Abstract
Background
Lupus enteritis (LE) is prone to incorrect and missed diagnoses. LE primarily occurs during the active stage of systemic lupus erythematosus (SLE), which often manifests with alterations in peripheral blood cell that may serve as indicators of disease activity and organ damage. This study aims to investigate the alterations and predictive value of routine blood parameters for LE diagnosis.
Methods
This exploratory study retrospectively analyzed the medical records of 36 patients with SLE who were admitted to Suining Central Hospital between January 2006 and April 2023. Additionally, a control group consisting of 72 SLE patients without LE, matched for sex and age, was enrolled. A comparison was made between the two groups regarding clinical characteristics and changes in routine blood parameters.
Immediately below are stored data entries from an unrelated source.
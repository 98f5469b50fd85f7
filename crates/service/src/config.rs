//! Service configuration.
//!
//! Stored as a JSON file. Every field has a default, so a partial file (or
//! none at all) yields a working configuration.

use std::path::{Path, PathBuf};
use std::time::Duration;

use serde::{Deserialize, Serialize};

use chunkline_driver::{DEFAULT_PARALLELISM, DriverConfig};
use chunkline_protocol::{
    Coded, DEFAULT_CHUNK_SIZE, DEFAULT_SESSION_TTL_HOURS, ErrorCode, MAX_CHUNK_SIZE,
    MIN_CHUNK_SIZE,
};
use chunkline_recovery::{RecoveryConfig, RetryPolicy};
use chunkline_transfer::{DEFAULT_SPEED_WINDOW, FinalizeConfig, SessionConfig};

/// Errors loading or saving a [`ServiceConfig`].
#[derive(Debug, thiserror::Error)]
pub enum ConfigError {
    #[error("I/O error: {0}")]
    Io(#[from] std::io::Error),

    #[error("JSON error: {0}")]
    Json(#[from] serde_json::Error),

    #[error("invalid config: {0}")]
    Invalid(String),
}

impl Coded for ConfigError {
    fn code(&self) -> ErrorCode {
        match self {
            Self::Io(_) => ErrorCode::StorageError,
            Self::Json(_) | Self::Invalid(_) => ErrorCode::InvalidMetadata,
        }
    }
}

/// Tunables of the upload service and the components it builds.
#[derive(Debug, Clone, PartialEq, Serialize, Deserialize)]
#[serde(rename_all = "camelCase", default)]
pub struct ServiceConfig {
    pub chunk_size: u64,
    pub session_ttl_hours: i64,
    pub max_retries: u32,
    pub retry_base_delay_ms: u64,
    pub retry_max_delay_ms: u64,
    pub finalize_lease_ttl_secs: i64,
    pub orphan_threshold_hours: i64,
    pub retry_log_retention_days: u32,
    pub cleanup_interval_secs: u64,
    pub speed_window: usize,
    pub driver_parallelism: usize,
    /// Directory finalized files are assembled into. Unset keeps artifacts
    /// as ledger records only.
    #[serde(skip_serializing_if = "Option::is_none")]
    pub assembly_root: Option<PathBuf>,
    /// Concurrent active uploads the deployment is sized for.
    pub load_capacity: u64,
}

impl Default for ServiceConfig {
    fn default() -> Self {
        let retry = RetryPolicy::default();
        let recovery = RecoveryConfig::default();
        Self {
            chunk_size: DEFAULT_CHUNK_SIZE,
            session_ttl_hours: DEFAULT_SESSION_TTL_HOURS,
            max_retries: retry.max_retries,
            retry_base_delay_ms: retry.base_delay.as_millis() as u64,
            retry_max_delay_ms: retry.max_delay.as_millis() as u64,
            finalize_lease_ttl_secs: chunkline_transfer::finalize::DEFAULT_LEASE_TTL_SECS,
            orphan_threshold_hours: recovery.orphan_threshold.num_hours(),
            retry_log_retention_days: recovery.retry_log_retention_days,
            cleanup_interval_secs: recovery.cleanup_interval.as_secs(),
            speed_window: DEFAULT_SPEED_WINDOW,
            driver_parallelism: DEFAULT_PARALLELISM,
            assembly_root: None,
            load_capacity: recovery.capacity,
        }
    }
}

impl ServiceConfig {
    /// Reads and validates the configuration at `path`.
    pub fn load(path: &Path) -> Result<Self, ConfigError> {
        let content = std::fs::read_to_string(path)?;
        let config: Self = serde_json::from_str(&content)?;
        config.validate()?;
        Ok(config)
    }

    /// Checks every field is in a range the components can run with.
    pub fn validate(&self) -> Result<(), ConfigError> {
        let invalid = |msg: String| Err(ConfigError::Invalid(msg));

        if !(MIN_CHUNK_SIZE..=MAX_CHUNK_SIZE).contains(&self.chunk_size) {
            return invalid(format!(
                "chunkSize {} outside {MIN_CHUNK_SIZE}..={MAX_CHUNK_SIZE}",
                self.chunk_size
            ));
        }
        if self.session_ttl_hours <= 0
            || !reachable(chrono::Duration::try_hours(self.session_ttl_hours))
        {
            return invalid(format!(
                "sessionTtlHours {} out of range",
                self.session_ttl_hours
            ));
        }
        if self.orphan_threshold_hours < 0
            || !reachable(chrono::Duration::try_hours(self.orphan_threshold_hours))
        {
            return invalid(format!(
                "orphanThresholdHours {} out of range",
                self.orphan_threshold_hours
            ));
        }
        if !reachable(chrono::Duration::try_days(i64::from(self.retry_log_retention_days))) {
            return invalid(format!(
                "retryLogRetentionDays {} out of range",
                self.retry_log_retention_days
            ));
        }
        if self.finalize_lease_ttl_secs <= 0
            || !reachable(chrono::Duration::try_seconds(self.finalize_lease_ttl_secs))
        {
            return invalid(format!(
                "finalizeLeaseTtlSecs {} out of range",
                self.finalize_lease_ttl_secs
            ));
        }
        if self.cleanup_interval_secs == 0 {
            return invalid("cleanupIntervalSecs must be at least 1".into());
        }
        if self.retry_base_delay_ms > self.retry_max_delay_ms {
            return invalid(format!(
                "retryBaseDelayMs {} exceeds retryMaxDelayMs {}",
                self.retry_base_delay_ms, self.retry_max_delay_ms
            ));
        }
        if self.speed_window == 0 || self.driver_parallelism == 0 {
            return invalid("speedWindow and driverParallelism must be at least 1".into());
        }
        Ok(())
    }

    /// Reads the configuration at `path`, falling back to defaults when the
    /// file is missing or unreadable.
    pub fn load_or_default(path: &Path) -> Self {
        if !path.exists() {
            return Self::default();
        }
        match Self::load(path) {
            Ok(config) => config,
            Err(e) => {
                tracing::warn!(
                    path = %path.display(),
                    error = %e,
                    "failed to load service config, using defaults"
                );
                Self::default()
            }
        }
    }

    /// Writes the configuration to `path`, creating parent directories.
    pub fn save(&self, path: &Path) -> Result<(), ConfigError> {
        if let Some(parent) = path.parent() {
            std::fs::create_dir_all(parent)?;
        }
        let json = serde_json::to_string_pretty(self)?;
        std::fs::write(path, json)?;
        tracing::debug!(path = %path.display(), "service config saved");
        Ok(())
    }

    pub fn session_config(&self) -> SessionConfig {
        SessionConfig {
            default_chunk_size: self.chunk_size,
            session_ttl: chrono::Duration::try_hours(self.session_ttl_hours)
                .filter(|ttl| reachable(Some(*ttl)) && *ttl > chrono::Duration::zero())
                .unwrap_or_else(|| chrono::Duration::hours(DEFAULT_SESSION_TTL_HOURS)),
        }
    }

    pub fn finalize_config(&self) -> FinalizeConfig {
        FinalizeConfig {
            lease_ttl: chrono::Duration::try_seconds(self.finalize_lease_ttl_secs)
                .filter(|ttl| reachable(Some(*ttl)) && *ttl > chrono::Duration::zero())
                .unwrap_or_else(|| {
                    chrono::Duration::seconds(chunkline_transfer::finalize::DEFAULT_LEASE_TTL_SECS)
                }),
            assembly_root: self.assembly_root.clone(),
        }
    }

    pub fn recovery_config(&self) -> RecoveryConfig {
        let defaults = RecoveryConfig::default();
        RecoveryConfig {
            retry: RetryPolicy {
                max_retries: self.max_retries,
                base_delay: Duration::from_millis(self.retry_base_delay_ms),
                max_delay: Duration::from_millis(self.retry_max_delay_ms),
            },
            capacity: self.load_capacity,
            orphan_threshold: chrono::Duration::try_hours(self.orphan_threshold_hours)
                .filter(|age| reachable(Some(*age)) && *age >= chrono::Duration::zero())
                .unwrap_or(defaults.orphan_threshold),
            retry_log_retention_days: self.retry_log_retention_days,
            cleanup_interval: Duration::from_secs(self.cleanup_interval_secs),
        }
    }

    pub fn driver_config(&self) -> DriverConfig {
        DriverConfig {
            parallelism: self.driver_parallelism,
            chunk_size: Some(self.chunk_size),
        }
    }
}

/// Whether `now` plus or minus `span` stays a representable timestamp.
fn reachable(span: Option<chrono::Duration>) -> bool {
    let now = chrono::Utc::now();
    span.is_some_and(|d| now.checked_add_signed(d).is_some() && now.checked_sub_signed(d).is_some())
}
Binary logistic regression and receiver operating characteristic (ROC) curve analyses were conducted to identify independent risk factors and evaluate their diagnostic performance for LE.
Results
The LE group exhibited significantly higher neutrophil-to-lymphocyte ratio (NLR) and platelet-to-lymphocyte ratio (PLR), along with a lower lymphocyte count (LYM), compared to the control group (
Conclusion
Significant differences were observed in several routine parameters between patients with LE and the control group, which can be attributed to the occurrence of LE during the active stage of SLE. However, only the NLR emerged as an independent risk factor for LE,and its predicting vulue for was insufficient; no blood routine parameter has been identified as an reliable predictor for LE.
Keywords
Introduction
Lupus enteritis (LE) refers to vasculitis or inflammation of the intestines associated with systemic lupus erythematosus (SLE), supported by imaging and/or biopsy evidence. 1 LE predominantly occurs during the active stage of SLE, and patients often present with typical SLE symptoms such as rash, fever, and joint pain. However, some patients with LE may exhibit solely non-specific gastrointestinal symptoms without other manifestations of SLE, posing challenges in distinguishing it from other acute abdominal conditions. Consequently, This can lead to incorrect or missed diagnoses. Although commonly used clinical tests such as erythrocyte sedimentation rate (ESR) and C-reactive protein (CRP) can partially aid in detecting the activity of SLE, they lack diagnostic value for LE. Active SLE often presents with alterations in morphology, size, and count of peripheral blood cells, which may indicate disease activity and organ damage. Lee et al. 2 reported a significant decrease in white blood cell (WBC) count among patients with LE, which exhibited a strong correlation with the presence of the disease. In contrast, Wang et al. 3 observed no significant difference in WBC count between the LE and non-LE groups; however, they did report a notable reduction in lymphocyte count among patients with LE, indicating its potential diagnostic value. The red cell distribution width (RDW), Which is an indicator of chronic inflammation, has been demonstrated as a valuable marker for determining the activity of SLE. 4 furthermore, composite inflammatory indicators derived from routine blood parameters, such as the neutrophil-to-lymphocyte ratio (NLR) and platelet-to-lymphocyte ratio (PLR), have shown superior predictive value compared to single indicators. Previous studies have not only established the utility of these two parameters as indicators for the active stage of immune rheumatic diseases,5,6 but they have also highlighted the association between NLR and renal involvement in SLE. 5 Howerever, there have been limited studies conducted on the alterations in routine blood parameters among patients with LE; nevertheless, their findings have exhibited inconsistency. Furthermore, there is a lack of reports regarding the predictive efficacy of blood routine parameters in LE. Therefore, this study aims to analyze the alterations in blood routine parameters among individuals with LE to identify potential indicators for early diagnosis.
Materials and methods
General information
A total of 36 inpatients or outpatients with LE, who were admitted to Suining Central Hospital between January 2006 and April 2023 and had complete data, were included in the study. The patients were matched for age and sex at a ratio of 1:2 with 72 SLE patients without LE serving as the control group. The inclusion criteria were as follows: each Patient with SLE met the 1997 classification criteria for SLE established by the American College of Rheumatology (ACR),and patients with LE were required to meet the following three conditions 7 : (i) presence of abdominal symptoms along with at least one of the following: nausea, abdominal pain, vomiting,diarrhea, or bloating; (ii) presence of at least one of these three imaging manifestations: mesenteric vasodilation, bowel wall thickening, or increased attenuation of mesenteric fat 1 ; (iii) lack of relief from digestive symptoms following use of mucosal protective agents, acid inhibitors, antibiotics, or gastrointestinal motility drugs, but successful alleviation after use of an increased dosage of glucocorticoids.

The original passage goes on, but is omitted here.